A modo de conclusión

Este artículo no pretende resolver el debate historiográfico sobre el surgimiento del Estado precapitalista, sino reintroducir la dificultad que acarrea el abandono del concepto de clase. El primer problema emana del abordaje de las estructuras políticas sin considerar en estas las relaciones sociales de producción. De allí se desprenden dos nuevos inconvenientes: Por un lado una aparición abrupta cuasi mágica de las clases con el Estado y por otro, prescindir de ellas en los estudios históricos o, aun peor, negar su existencia. El no considerar a las sociedades precapitalistas como sociedades de clase nos llevaría al absurdo de pensar que la única sociedad de clases en la historia de la humanidad es la sociedad capitalista. Esta confusión se puede deber al carácter único de la conformación del modo de producción capitalista que destruye los lazos comunitarios [7], separando a los sujetos de los medios de producción. En el capitalismo, por primera vez, se constituyen las clases en forma económica pura. Por ello, buscar clases íntegras [8] antes del capitalismo acarreara un trabajo infructuoso.

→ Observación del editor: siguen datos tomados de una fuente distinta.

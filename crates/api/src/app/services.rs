use std::sync::Arc;

use ajaxlab_accounts::AccountService;
use ajaxlab_auth::{Authenticator, Hs256TokenService, StaticCredentials};
use ajaxlab_cart::CartService;
use ajaxlab_catalog::TodoBoard;
use ajaxlab_core::CrudService;
use ajaxlab_infra::{InMemoryStore, StoreCrud};
use ajaxlab_members::MemberService;
use ajaxlab_todos::{Todo, seed_todos};

use crate::config::ApiConfig;

/// Everything the handlers share, wired once per app instance.
pub struct AppServices {
    pub cart: CartService,
    pub todos: Arc<dyn CrudService<Todo>>,
    pub board: TodoBoard,
    pub members: MemberService,
    pub accounts: Arc<AccountService>,
    pub auth: Authenticator,
}

pub fn build_services(config: &ApiConfig) -> AppServices {
    let cart = CartService::new(Arc::new(InMemoryStore::new()));
    cart.seed_if_empty();

    let members = MemberService::new(Arc::new(InMemoryStore::new()));
    members.seed_if_empty();

    let todos: Arc<dyn CrudService<Todo>> = Arc::new(StoreCrud::new(Arc::new(seed_todos())));

    let accounts = Arc::new(AccountService::new(
        Arc::new(InMemoryStore::new()),
        Arc::new(InMemoryStore::new()),
    ));

    let tokens = Arc::new(Hs256TokenService::new(
        config.jwt_secret.as_bytes(),
        config.token_ttl,
    ));
    let auth = Authenticator::new(StaticCredentials::demo(), tokens);

    tracing::info!("services wired");

    AppServices {
        cart,
        todos,
        board: TodoBoard::demo(),
        members,
        accounts,
        auth,
    }
}
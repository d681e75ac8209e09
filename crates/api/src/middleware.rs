use std::sync::Arc;
use std::time::{Duration, Instant};

use axum::{
    extract::State,
    http::{HeaderMap, HeaderValue},
    middleware::Next,
    response::Response,
};
use chrono::Utc;
use tracing::Instrument;
use uuid::Uuid;

use ajaxlab_auth::{AuthState, TokenValidator};

#[derive(Clone)]
pub struct AuthLayerState {
    pub tokens: Arc<dyn TokenValidator>,
}

/// Resolve the request's `AuthState` from its bearer token and attach it.
///
/// Never rejects: a missing, malformed, forged or expired token leaves the
/// request unauthenticated and it proceeds.
pub async fn auth_middleware(
    State(state): State<AuthLayerState>,
    mut req: axum::http::Request<axum::body::Body>,
    next: Next,
) -> Response {
    let auth = AuthState::from_authorization(
        authorization(req.headers()),
        state.tokens.as_ref(),
        Utc::now(),
    );
    if let Some(identity) = auth.identity() {
        tracing::debug!(username = %identity, "request authenticated");
    }
    req.extensions_mut().insert(auth);

    next.run(req).await
}

fn authorization(headers: &HeaderMap) -> Option<&str> {
    headers
        .get(axum::http::header::AUTHORIZATION)
        .and_then(|h| h.to_str().ok())
}

pub const REQUEST_ID_HEADER: &str = "x-request-id";

/// Wrap each request in a span carrying a fresh request id, and log its outcome.
pub async fn trace_requests(req: axum::http::Request<axum::body::Body>, next: Next) -> Response {
    let request_id = Uuid::now_v7();
    let span = tracing::info_span!(
        "request",
        %request_id,
        method = %req.method(),
        path = %req.uri().path(),
    );

    async move {
        let started = Instant::now();
        let mut res = next.run(req).await;
        tracing::info!(
            status = res.status().as_u16(),
            latency_ms = millis(started.elapsed()),
            "request completed"
        );
        if let Ok(value) = HeaderValue::from_str(&request_id.to_string()) {
            res.headers_mut().insert(REQUEST_ID_HEADER, value);
        }
        res
    }
    .instrument(span)
    .await
}

/// Whole milliseconds, saturating at `u64::MAX`.
fn millis(elapsed: Duration) -> u64 {
    u64::try_from(elapsed.as_millis()).unwrap_or(u64::MAX)
}

#[cfg(test)]
mod tests {
    use super::*;

    #[test]
    fn latency_saturates_instead_of_wrapping() {
        assert_eq!(millis(Duration::from_micros(2_500)), 2);
        assert_eq!(millis(Duration::MAX), u64::MAX);
    }
}
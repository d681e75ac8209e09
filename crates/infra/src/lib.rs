//! Infrastructure layer: record storage and the generic CRUD service.

pub mod crud;
pub mod store;

pub use crud::StoreCrud;
pub use store::{InMemoryStore, Store};
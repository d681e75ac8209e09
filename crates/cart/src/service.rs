use std::sync::Arc;

use ajaxlab_core::{DomainError, DomainResult, RecordId};
use ajaxlab_infra::Store;

use crate::item::CartItem;

const SEED: &[&str] = &[
    "手機",
    "平板",
    "筆電",
    "藍牙耳機",
    "耳罩式耳機",
    "無線滑鼠",
    "電視",
    "電競筆電",
    "電腦螢幕",
    "機械鍵盤",
];

pub struct CartService {
    store: Arc<dyn Store<CartItem>>,
}

impl CartService {
    pub fn new(store: Arc<dyn Store<CartItem>>) -> Self {
        Self { store }
    }

    /// Populate an empty store with ten items of quantity 1. A store that
    /// already holds items is left alone.
    pub fn seed_if_empty(&self) {
        if self.store.count() > 0 {
            return;
        }
        for name in SEED {
            self.store.create(CartItem::new(*name, 1));
        }
        tracing::debug!(items = SEED.len(), "cart seeded");
    }

    pub fn current_cart(&self) -> Vec<CartItem> {
        self.store.list()
    }

    pub fn find(&self, id: RecordId) -> Option<CartItem> {
        self.store.get(id)
    }

    /// Set the quantity of item `id`.
    ///
    /// A missing id is an `InvalidArgument`; an unknown id is a silent no-op
    /// (`Ok(None)`).
    pub fn update_quantity(
        &self,
        id: Option<RecordId>,
        new_qty: i32,
    ) -> DomainResult<Option<CartItem>> {
        let id = id.ok_or_else(|| DomainError::invalid_argument("product id must not be empty"))?;

        let updated = self.store.modify(id, &mut |item: &mut CartItem| item.quantity = new_qty);
        match &updated {
            Some(item) => tracing::info!(%id, quantity = item.quantity, "cart quantity updated"),
            None => tracing::debug!(%id, "quantity update for unknown item ignored"),
        }
        Ok(updated)
    }
}

#[cfg(test)]
mod tests {
    use super::*;
    use ajaxlab_infra::InMemoryStore;

    fn seeded() -> CartService {
        let svc = CartService::new(Arc::new(InMemoryStore::new()));
        svc.seed_if_empty();
        svc
    }

    #[test]
    fn seeds_ten_items_once() {
        let svc = seeded();
        svc.seed_if_empty();
        let cart = svc.current_cart();
        assert_eq!(cart.len(), 10);
        assert!(cart.iter().all(|i| i.quantity == 1));
        assert_eq!(cart[0].name, "手機");
    }

    #[test]
    fn updates_quantity_in_place() {
        let svc = seeded();
        let item = svc.update_quantity(Some(RecordId::new(3)), 7).unwrap().unwrap();
        assert_eq!(item.quantity, 7);
        assert_eq!(svc.find(RecordId::new(3)).unwrap().quantity, 7);
    }

    #[test]
    fn missing_id_is_invalid_argument() {
        let err = seeded().update_quantity(None, 2).unwrap_err();
        assert!(matches!(err, DomainError::InvalidArgument(_)));
    }

    #[test]
    fn unknown_id_is_silent_noop() {
        let svc = seeded();
        assert_eq!(svc.update_quantity(Some(RecordId::new(99)), 2), Ok(None));
        assert_eq!(svc.current_cart().len(), 10);
    }

    #[test]
    fn negative_quantity_is_not_validated() {
        let item = seeded()
            .update_quantity(Some(RecordId::new(1)), -1)
            .unwrap()
            .unwrap();
        assert_eq!(item.quantity, -1);
    }
}
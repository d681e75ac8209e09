use chrono::{DateTime, Utc};
use serde::{Deserialize, Serialize};
use thiserror::Error;

/// JWT claims carried by issued tokens.
///
/// Timestamps are seconds since the Unix epoch, as registered JWT claims are.
#[derive(Debug, Clone, PartialEq, Eq, Serialize, Deserialize)]
pub struct TokenClaims {
    /// Subject: the authenticated username.
    pub sub: String,

    /// Issued-at.
    pub iat: i64,

    /// Expiration.
    pub exp: i64,
}

impl TokenClaims {
    pub fn new(sub: impl Into<String>, issued_at: DateTime<Utc>, expires_at: DateTime<Utc>) -> Self {
        Self {
            sub: sub.into(),
            iat: issued_at.timestamp(),
            exp: expires_at.timestamp(),
        }
    }
}

#[derive(Debug, Error, Clone, PartialEq, Eq)]
pub enum TokenValidationError {
    #[error("token has expired")]
    Expired,

    #[error("token not yet valid (iat is in the future)")]
    NotYetValid,

    #[error("invalid token time window (exp <= iat)")]
    InvalidTimeWindow,
}

/// Deterministically validate the time window of `claims` against `now`.
///
/// Note: this validates the *claims* only. Signature verification happens in
/// `token`, before this is called.
pub fn validate_claims(claims: &TokenClaims, now: DateTime<Utc>) -> Result<(), TokenValidationError> {
    let now = now.timestamp();
    if claims.exp <= claims.iat {
        return Err(TokenValidationError::InvalidTimeWindow);
    }
    if now < claims.iat {
        return Err(TokenValidationError::NotYetValid);
    }
    if now >= claims.exp {
        return Err(TokenValidationError::Expired);
    }
    Ok(())
}

#[cfg(test)]
mod tests {
    use super::*;
    use chrono::Duration;

    fn claims_at(now: DateTime<Utc>) -> TokenClaims {
        TokenClaims::new("admin", now, now + Duration::hours(1))
    }

    #[test]
    fn accepts_inside_window() {
        let now = Utc::now();
        assert_eq!(validate_claims(&claims_at(now), now), Ok(()));
    }

    #[test]
    fn rejects_at_and_after_expiry() {
        let now = Utc::now();
        let c = claims_at(now);
        assert_eq!(
            validate_claims(&c, now + Duration::hours(1)),
            Err(TokenValidationError::Expired)
        );
    }

    #[test]
    fn rejects_future_issue() {
        let now = Utc::now();
        let c = claims_at(now + Duration::minutes(5));
        assert_eq!(validate_claims(&c, now), Err(TokenValidationError::NotYetValid));
    }

    #[test]
    fn rejects_inverted_window() {
        let now = Utc::now();
        let c = TokenClaims::new("admin", now, now);
        assert_eq!(
            validate_claims(&c, now),
            Err(TokenValidationError::InvalidTimeWindow)
        );
    }
}
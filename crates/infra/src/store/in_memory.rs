use std::collections::BTreeMap;
use std::sync::{Mutex, MutexGuard};

use ajaxlab_core::{Record, RecordId};

use super::Store;

#[derive(Debug)]
struct Inner<R> {
    next_id: u64,
    records: BTreeMap<RecordId, R>,
}

/// In-memory store guarded by a single mutex.
///
/// The id counter lives under the same lock as the records, so id assignment
/// and every read-modify-write is atomic with respect to other callers.
#[derive(Debug)]
pub struct InMemoryStore<R> {
    inner: Mutex<Inner<R>>,
}

impl<R> InMemoryStore<R> {
    pub fn new() -> Self {
        Self {
            inner: Mutex::new(Inner {
                next_id: 1,
                records: BTreeMap::new(),
            }),
        }
    }

    fn lock(&self) -> MutexGuard<'_, Inner<R>> {
        // Every mutation is a single map operation: a poisoned guard is still consistent.
        self.inner.lock().unwrap_or_else(|poisoned| {
            tracing::warn!("store mutex was poisoned; recovering");
            poisoned.into_inner()
        })
    }
}

impl<R: Record> InMemoryStore<R> {
    /// Build a store pre-populated with `records`, each given a fresh id.
    pub fn seeded(records: impl IntoIterator<Item = R>) -> Self {
        let store = Self::new();
        for record in records {
            store.create(record);
        }
        store
    }
}

impl<R> Default for InMemoryStore<R> {
    fn default() -> Self {
        Self::new()
    }
}

impl<R: Record> Store<R> for InMemoryStore<R> {
    fn create(&self, mut record: R) -> R {
        let mut inner = self.lock();
        let id = RecordId::new(inner.next_id);
        inner.next_id += 1;
        record.assign_id(id);
        inner.records.insert(id, record.clone());
        record
    }

    fn get(&self, id: RecordId) -> Option<R> {
        self.lock().records.get(&id).cloned()
    }

    fn list(&self) -> Vec<R> {
        self.lock().records.values().cloned().collect()
    }

    fn modify(&self, id: RecordId, f: &mut dyn FnMut(&mut R)) -> Option<R> {
        let mut inner = self.lock();
        let slot = inner.records.get_mut(&id)?;
        f(slot);
        slot.assign_id(id);
        Some(slot.clone())
    }

    fn delete(&self, id: RecordId) -> bool {
        self.lock().records.remove(&id).is_some()
    }

    fn retain(&self, keep: &mut dyn FnMut(&R) -> bool) -> usize {
        let mut inner = self.lock();
        let before = inner.records.len();
        inner.records.retain(|_, r| keep(r));
        before - inner.records.len()
    }

    fn count(&self) -> usize {
        self.lock().records.len()
    }
}

#[cfg(test)]
mod tests {
    use super::*;
    use proptest::prelude::*;
    use std::collections::HashSet;
    use std::sync::Arc;

    #[derive(Debug, Clone, PartialEq)]
    struct Note {
        id: RecordId,
        body: String,
    }

    impl Note {
        fn new(body: &str) -> Self {
            Self {
                id: RecordId::new(999),
                body: body.to_string(),
            }
        }
    }

    impl Record for Note {
        fn id(&self) -> RecordId {
            self.id
        }

        fn assign_id(&mut self, id: RecordId) {
            self.id = id;
        }
    }

    #[test]
    fn create_ignores_incoming_id() {
        let store = InMemoryStore::new();
        let a = store.create(Note::new("a"));
        let b = store.create(Note::new("b"));
        assert_eq!(a.id, RecordId::new(1));
        assert_eq!(b.id, RecordId::new(2));
        assert_eq!(store.get(a.id), Some(a));
    }

    #[test]
    fn deleted_ids_are_not_reissued() {
        let store = InMemoryStore::new();
        let a = store.create(Note::new("a"));
        assert!(store.delete(a.id));
        assert!(!store.delete(a.id));
        let b = store.create(Note::new("b"));
        assert_ne!(a.id, b.id);
    }

    #[test]
    fn modify_on_missing_id_is_a_noop() {
        let store: InMemoryStore<Note> = InMemoryStore::new();
        assert!(store.modify(RecordId::new(7), &mut |n: &mut Note| n.body.clear()).is_none());
        assert_eq!(store.count(), 0);
    }

    #[test]
    fn modify_keeps_stored_id() {
        let store = InMemoryStore::seeded([Note::new("a")]);
        let updated = store
            .modify(RecordId::new(1), &mut |n: &mut Note| {
                n.id = RecordId::new(99);
                n.body = "b".into();
            })
            .unwrap();
        assert_eq!(updated.id, RecordId::new(1));
        assert_eq!(store.get(RecordId::new(1)).unwrap().body, "b");
    }

    #[test]
    fn list_is_in_insertion_order() {
        let store = InMemoryStore::seeded(["c", "a", "b"].map(Note::new));
        let bodies: Vec<_> = store.list().into_iter().map(|n| n.body).collect();
        assert_eq!(bodies, ["c", "a", "b"]);
    }

    #[test]
    fn retain_reports_removed() {
        let store = InMemoryStore::seeded(["keep", "drop", "drop"].map(Note::new));
        assert_eq!(store.retain(&mut |n: &Note| n.body == "keep"), 2);
        assert_eq!(store.count(), 1);
    }

    #[test]
    fn concurrent_modifies_do_not_lose_updates() {
        let store = Arc::new(InMemoryStore::seeded([Note::new("")]));
        let id = RecordId::new(1);
        let handles: Vec<_> = (0..8)
            .map(|_| {
                let store = Arc::clone(&store);
                std::thread::spawn(move || {
                    for _ in 0..100 {
                        store.modify(id, &mut |n: &mut Note| n.body.push('x'));
                    }
                })
            })
            .collect();
        for h in handles {
            h.join().unwrap();
        }
        assert_eq!(store.get(id).unwrap().body.len(), 800);
    }

    proptest! {
        #[test]
        fn ids_are_unique_across_creates_and_deletes(ops in proptest::collection::vec(any::<bool>(), 1..80)) {
            let store = InMemoryStore::new();
            let mut issued = HashSet::new();
            for create in ops {
                if create {
                    let note = store.create(Note::new("n"));
                    prop_assert!(issued.insert(note.id));
                } else if let Some(first) = store.list().first() {
                    store.delete(first.id);
                }
            }
        }
    }
}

Por otra parte, como hemos mencionado, la consideración mecánica del Estado como un instrumento de coacción física de una clase dominante sobre otra es analíticamente limitada y no da cuenta de la complejidad de las relaciones sociales que cada pueblo en un momento dado. Debido a esto, el planteo del surgimiento del Estado con la finalidad de blindar posiciones políticas nos puede llevar un paso al vacío. ¿Que disputan los que disputan el poder? ¿El poder mismo? Por el contrario ¿no podríamos entender el proceso como conflictos entre facciones de clases en formación que se disputan, a su vez, la capacidad de extracción de trabajo excedente a otros sectores de la población? Esto no quiere decir que las elites actúen con motivaciones puramente económicas. De nuevo, están constituidas también en lo estamental, sus privilegios están ligados a concepciones del ordenamiento social que al menos en un primer momento comparten dominantes y dominados, y por tal no deben desmerecerse. Inclusive porque estas cosmovisiones contribuyen a legitimar las separaciones estamentales-clasistas, y su contenido de explotación, en sociedades donde la extracción de excedentes no posee un carácter tan oculto como en el modo de producción capitalista. De esta forma, lo estamental constituye un atributo de las clases: el privilegio, la preeminencia y la superioridad no son meros elementos simbólicos sino que hacen a su posición dentro de las relaciones de explotación: es en esos elementos en los cuales se funde su capacidad de extraer excedente de la masa de productores no privilegiados. De aquí que podamos comprender al Estado en su carácter de clase.



[1Service, Elman, 1990. “Los orígenes del Estado y la civilización. El proceso de la evolución cultural.” Madrid: Alianza Editorial.

[2Engels, Friederich, 1878 “la revolución de la ciencia de Eungenio Dühring (Anti-Dühring)” disponible en: https://www.marxists.org/espanol/m-e/1870s/anti-duhring/index.ht

[3Ver Sahlins, Marshall. 1979. “Hombre pobre, hombre rico, gran hombre, jefe:tipos políticos de Melanesia y Polinesia”. En Antropología Política, J. R. Llobera (comp.), 267-288, Barcelona: Anagrama.

[4Marx, Karl 1974 “Formaciones económicas precapitalistas” Buenos Aires, Editorial Polémica pág. 10

[5Carrasco, Pedro, 1978. "La economía prehispánica de México." En Ensayos sobre el desarrollo económico de México y América Latina, 1500-1975, Enrique Florescano (comp.) México: FCE

[6El autor no utiliza el concepto de clase estamentaria.

[7Ver Luchia, Corina (2018) Marx, la comunidad y la historia, IdZ Nº 43 (Junio-Julio 2018)

[8En el sentido, de entenderlas no solo como relación de producción sino con la potencial capacidad subjetiva de desarrollar conciencia sobre su situación.